• Task to carry out
The word "BlogService" marks the lines to find; copy every such line from the data below.

• Data excerpts
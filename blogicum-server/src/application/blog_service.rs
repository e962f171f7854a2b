use chrono::Utc;
use tracing::debug;

use crate::data::blog_repository::BlogRepository;
use crate::domain::category::Category;
use crate::domain::error::DomainError;
use crate::domain::limits::FieldLimits;
use crate::domain::post::Post;
use crate::domain::visibility::VisiblePostsQuery;

#[derive(Debug, Clone)]
pub(crate) struct CategoryPosts {
    pub(crate) category: Category,
    pub(crate) posts: Vec<Post>,
}

/// Read operations behind the public pages.
///
/// Hidden content is reported as `NotFound`, the same as missing content.
pub(crate) struct BlogService<R: BlogRepository> {
    repo: R,
    limits: FieldLimits,
}

impl<R: BlogRepository> BlogService<R> {
    pub(crate) fn new(repo: R, limits: FieldLimits) -> Self {
        Self { repo, limits }
    }

    pub(crate) async fn list_recent_posts(&self, limit: u32) -> Result<Vec<Post>, DomainError> {
        let query = VisiblePostsQuery::at(Utc::now()).limit(limit);
        let posts = self.repo.list_visible_posts(&query).await?;
        debug!(limit, found = posts.len(), "listed recent posts");
        Ok(posts)
    }

    pub(crate) async fn get_post(&self, id: i64) -> Result<Post, DomainError> {
        let query = VisiblePostsQuery::at(Utc::now()).with_id(id).limit(1);
        let post = self
            .repo
            .list_visible_posts(&query)
            .await?
            .into_iter()
            .next()
            .ok_or(DomainError::NotFound(format!("post id: {id}")))?;

        debug!(
            post_id = id,
            post = post.representation(&self.limits),
            location = post
                .location
                .as_ref()
                .map(|location| location.representation(&self.limits)),
            "fetched post"
        );
        Ok(post)
    }

    pub(crate) async fn list_category_posts(
        &self,
        slug: &str,
    ) -> Result<CategoryPosts, DomainError> {
        let category = self
            .repo
            .get_published_category(slug)
            .await?
            .ok_or_else(|| DomainError::NotFound(format!("category: {slug}")))?;

        // Full visibility is re-applied here even though the category is
        // already known to be published.
        let query = VisiblePostsQuery::at(Utc::now()).in_category(slug);
        let posts = self.repo.list_visible_posts(&query).await?;

        debug!(
            category = category.representation(&self.limits),
            found = posts.len(),
            "listed category posts"
        );
        Ok(CategoryPosts { category, posts })
    }
}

• Task solution
pub(crate) struct BlogService<R: BlogRepository> {
impl<R: BlogRepository> BlogService<R> {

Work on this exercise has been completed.